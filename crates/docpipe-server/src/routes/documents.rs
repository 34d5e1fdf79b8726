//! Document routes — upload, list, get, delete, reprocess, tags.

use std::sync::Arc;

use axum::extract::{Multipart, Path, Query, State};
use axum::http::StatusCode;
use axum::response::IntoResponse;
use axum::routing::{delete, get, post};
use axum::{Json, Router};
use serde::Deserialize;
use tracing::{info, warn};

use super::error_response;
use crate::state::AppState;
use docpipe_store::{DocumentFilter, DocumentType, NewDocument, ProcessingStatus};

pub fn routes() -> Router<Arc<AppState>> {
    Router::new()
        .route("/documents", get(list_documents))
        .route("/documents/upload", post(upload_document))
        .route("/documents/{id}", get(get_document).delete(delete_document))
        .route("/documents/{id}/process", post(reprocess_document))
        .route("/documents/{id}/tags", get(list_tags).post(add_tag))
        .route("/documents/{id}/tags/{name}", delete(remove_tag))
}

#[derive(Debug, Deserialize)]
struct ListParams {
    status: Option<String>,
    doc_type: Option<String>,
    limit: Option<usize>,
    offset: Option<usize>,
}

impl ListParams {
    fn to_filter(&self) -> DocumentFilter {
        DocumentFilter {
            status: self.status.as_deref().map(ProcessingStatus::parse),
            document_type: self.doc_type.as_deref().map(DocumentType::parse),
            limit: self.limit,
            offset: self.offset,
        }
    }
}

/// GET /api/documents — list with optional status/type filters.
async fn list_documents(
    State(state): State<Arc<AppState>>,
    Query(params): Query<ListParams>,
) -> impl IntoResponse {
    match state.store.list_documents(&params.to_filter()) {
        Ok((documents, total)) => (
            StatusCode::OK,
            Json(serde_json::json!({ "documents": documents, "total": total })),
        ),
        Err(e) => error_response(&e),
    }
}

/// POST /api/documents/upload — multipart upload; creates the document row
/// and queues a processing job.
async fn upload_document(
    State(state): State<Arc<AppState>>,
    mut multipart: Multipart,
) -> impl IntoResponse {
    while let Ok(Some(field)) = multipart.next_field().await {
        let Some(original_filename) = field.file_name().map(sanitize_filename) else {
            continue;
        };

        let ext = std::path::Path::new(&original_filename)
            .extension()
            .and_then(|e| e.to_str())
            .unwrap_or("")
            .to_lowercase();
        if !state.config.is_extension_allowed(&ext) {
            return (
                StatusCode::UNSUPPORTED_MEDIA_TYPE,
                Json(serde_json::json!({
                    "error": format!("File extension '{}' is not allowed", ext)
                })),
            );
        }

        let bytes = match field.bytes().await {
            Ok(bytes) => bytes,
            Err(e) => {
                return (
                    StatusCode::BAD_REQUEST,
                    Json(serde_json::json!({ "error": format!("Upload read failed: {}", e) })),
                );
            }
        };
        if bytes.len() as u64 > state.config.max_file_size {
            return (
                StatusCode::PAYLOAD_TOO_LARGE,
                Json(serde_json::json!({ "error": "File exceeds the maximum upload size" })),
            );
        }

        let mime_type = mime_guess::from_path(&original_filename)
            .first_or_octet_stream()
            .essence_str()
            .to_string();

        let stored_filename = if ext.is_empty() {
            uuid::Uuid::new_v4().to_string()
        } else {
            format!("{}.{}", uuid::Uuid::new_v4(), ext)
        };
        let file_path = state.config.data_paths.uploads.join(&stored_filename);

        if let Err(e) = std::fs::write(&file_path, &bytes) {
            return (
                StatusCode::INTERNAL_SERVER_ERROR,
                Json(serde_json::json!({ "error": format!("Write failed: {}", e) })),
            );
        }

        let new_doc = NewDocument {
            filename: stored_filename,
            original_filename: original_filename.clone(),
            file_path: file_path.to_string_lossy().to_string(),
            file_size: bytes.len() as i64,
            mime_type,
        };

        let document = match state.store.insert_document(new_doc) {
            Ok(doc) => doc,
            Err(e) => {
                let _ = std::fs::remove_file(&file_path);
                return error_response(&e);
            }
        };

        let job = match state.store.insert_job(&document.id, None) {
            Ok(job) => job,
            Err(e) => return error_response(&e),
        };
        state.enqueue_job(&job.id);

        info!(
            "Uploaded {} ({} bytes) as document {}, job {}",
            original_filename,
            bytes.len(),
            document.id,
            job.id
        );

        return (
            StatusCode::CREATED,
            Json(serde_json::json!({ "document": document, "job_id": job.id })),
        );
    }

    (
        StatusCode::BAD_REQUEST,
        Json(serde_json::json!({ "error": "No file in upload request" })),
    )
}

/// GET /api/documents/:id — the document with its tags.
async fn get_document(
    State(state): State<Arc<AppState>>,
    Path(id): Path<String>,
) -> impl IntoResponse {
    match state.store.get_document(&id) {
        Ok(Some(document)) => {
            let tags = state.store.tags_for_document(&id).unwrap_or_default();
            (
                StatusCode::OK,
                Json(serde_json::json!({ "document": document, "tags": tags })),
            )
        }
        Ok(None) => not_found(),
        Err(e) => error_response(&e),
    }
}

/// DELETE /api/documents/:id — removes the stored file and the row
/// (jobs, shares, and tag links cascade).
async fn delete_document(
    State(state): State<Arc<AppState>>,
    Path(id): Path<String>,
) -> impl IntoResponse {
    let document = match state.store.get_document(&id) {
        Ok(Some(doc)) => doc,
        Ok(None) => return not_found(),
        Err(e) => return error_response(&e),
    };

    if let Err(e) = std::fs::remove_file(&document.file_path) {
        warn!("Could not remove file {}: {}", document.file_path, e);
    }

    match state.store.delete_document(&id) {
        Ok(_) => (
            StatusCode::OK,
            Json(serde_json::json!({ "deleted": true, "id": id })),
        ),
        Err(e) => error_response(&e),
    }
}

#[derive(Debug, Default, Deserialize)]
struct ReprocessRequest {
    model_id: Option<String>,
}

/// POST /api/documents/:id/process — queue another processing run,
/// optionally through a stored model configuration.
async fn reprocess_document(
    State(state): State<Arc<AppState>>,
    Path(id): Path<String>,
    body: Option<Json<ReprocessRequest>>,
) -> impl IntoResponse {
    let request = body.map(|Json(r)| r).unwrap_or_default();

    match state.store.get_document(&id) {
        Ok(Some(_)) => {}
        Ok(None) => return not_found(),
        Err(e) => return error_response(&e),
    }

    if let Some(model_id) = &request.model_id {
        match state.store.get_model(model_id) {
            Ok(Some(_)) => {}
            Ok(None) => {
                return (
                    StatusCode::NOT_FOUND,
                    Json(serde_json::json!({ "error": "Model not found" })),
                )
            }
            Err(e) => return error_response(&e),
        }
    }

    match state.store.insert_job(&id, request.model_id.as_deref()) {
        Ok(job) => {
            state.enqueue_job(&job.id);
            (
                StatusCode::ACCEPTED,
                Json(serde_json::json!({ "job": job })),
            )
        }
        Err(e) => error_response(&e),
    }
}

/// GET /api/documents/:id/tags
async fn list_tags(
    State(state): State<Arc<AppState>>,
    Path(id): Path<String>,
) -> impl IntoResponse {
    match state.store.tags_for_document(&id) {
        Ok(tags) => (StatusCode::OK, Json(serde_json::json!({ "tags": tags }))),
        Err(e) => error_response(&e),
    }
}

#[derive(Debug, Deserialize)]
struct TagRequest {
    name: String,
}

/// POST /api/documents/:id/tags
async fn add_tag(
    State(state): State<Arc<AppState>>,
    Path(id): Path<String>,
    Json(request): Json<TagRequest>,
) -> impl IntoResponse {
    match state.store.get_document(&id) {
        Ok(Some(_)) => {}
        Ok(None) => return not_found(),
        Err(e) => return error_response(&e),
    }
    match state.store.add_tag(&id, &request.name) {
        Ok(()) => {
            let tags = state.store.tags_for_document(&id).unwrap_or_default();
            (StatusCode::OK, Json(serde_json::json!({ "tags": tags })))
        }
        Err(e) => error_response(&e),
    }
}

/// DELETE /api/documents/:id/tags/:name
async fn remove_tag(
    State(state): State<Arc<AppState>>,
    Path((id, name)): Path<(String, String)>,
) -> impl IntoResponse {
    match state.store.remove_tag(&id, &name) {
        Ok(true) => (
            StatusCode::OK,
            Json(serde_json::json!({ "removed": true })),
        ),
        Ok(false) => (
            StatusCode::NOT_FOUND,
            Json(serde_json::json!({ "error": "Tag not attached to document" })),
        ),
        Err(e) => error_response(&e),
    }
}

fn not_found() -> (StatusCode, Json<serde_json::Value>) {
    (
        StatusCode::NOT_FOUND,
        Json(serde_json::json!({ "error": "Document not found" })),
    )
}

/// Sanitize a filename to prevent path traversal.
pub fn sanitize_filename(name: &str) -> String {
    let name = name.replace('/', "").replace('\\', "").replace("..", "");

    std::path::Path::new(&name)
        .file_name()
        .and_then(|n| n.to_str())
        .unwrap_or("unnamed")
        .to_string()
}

--

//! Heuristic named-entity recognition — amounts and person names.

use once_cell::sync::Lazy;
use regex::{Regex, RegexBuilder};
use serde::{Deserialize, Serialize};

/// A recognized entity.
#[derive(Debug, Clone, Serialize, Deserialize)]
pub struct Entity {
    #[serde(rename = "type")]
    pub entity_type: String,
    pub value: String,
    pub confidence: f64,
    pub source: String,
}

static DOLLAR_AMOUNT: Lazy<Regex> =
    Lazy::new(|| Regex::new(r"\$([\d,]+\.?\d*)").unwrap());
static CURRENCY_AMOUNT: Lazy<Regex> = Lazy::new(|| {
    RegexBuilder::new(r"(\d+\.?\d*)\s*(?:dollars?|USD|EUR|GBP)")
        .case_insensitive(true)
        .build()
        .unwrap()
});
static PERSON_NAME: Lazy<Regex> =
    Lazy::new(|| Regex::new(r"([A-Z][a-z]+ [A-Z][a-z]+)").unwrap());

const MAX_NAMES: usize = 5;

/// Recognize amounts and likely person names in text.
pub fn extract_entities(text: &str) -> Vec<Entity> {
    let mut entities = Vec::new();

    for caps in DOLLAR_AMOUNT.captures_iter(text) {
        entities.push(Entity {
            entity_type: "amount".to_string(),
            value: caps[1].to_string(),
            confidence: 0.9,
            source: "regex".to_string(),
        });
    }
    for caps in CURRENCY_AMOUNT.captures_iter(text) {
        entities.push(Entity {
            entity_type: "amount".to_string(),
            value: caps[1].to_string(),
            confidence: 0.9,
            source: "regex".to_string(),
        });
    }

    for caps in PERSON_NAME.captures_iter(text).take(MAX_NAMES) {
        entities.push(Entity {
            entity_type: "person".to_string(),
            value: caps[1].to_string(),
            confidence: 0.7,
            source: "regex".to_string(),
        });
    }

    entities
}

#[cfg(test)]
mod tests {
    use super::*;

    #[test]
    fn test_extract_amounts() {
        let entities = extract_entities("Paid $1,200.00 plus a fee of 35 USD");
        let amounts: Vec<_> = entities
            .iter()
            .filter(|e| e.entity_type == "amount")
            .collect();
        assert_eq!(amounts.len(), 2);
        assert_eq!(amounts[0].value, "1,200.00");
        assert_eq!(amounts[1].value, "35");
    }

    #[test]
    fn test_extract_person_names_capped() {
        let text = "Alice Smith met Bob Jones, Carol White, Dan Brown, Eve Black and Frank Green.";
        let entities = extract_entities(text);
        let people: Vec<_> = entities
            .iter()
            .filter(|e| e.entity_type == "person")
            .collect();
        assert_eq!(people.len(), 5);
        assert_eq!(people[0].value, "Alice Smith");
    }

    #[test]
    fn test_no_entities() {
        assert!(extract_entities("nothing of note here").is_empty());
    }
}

Your assignment:
Lines with "Query" in the records above: copy every one of them.

Task output:
use axum::extract::{Multipart, Path, Query, State};
    Query(params): Query<ListParams>,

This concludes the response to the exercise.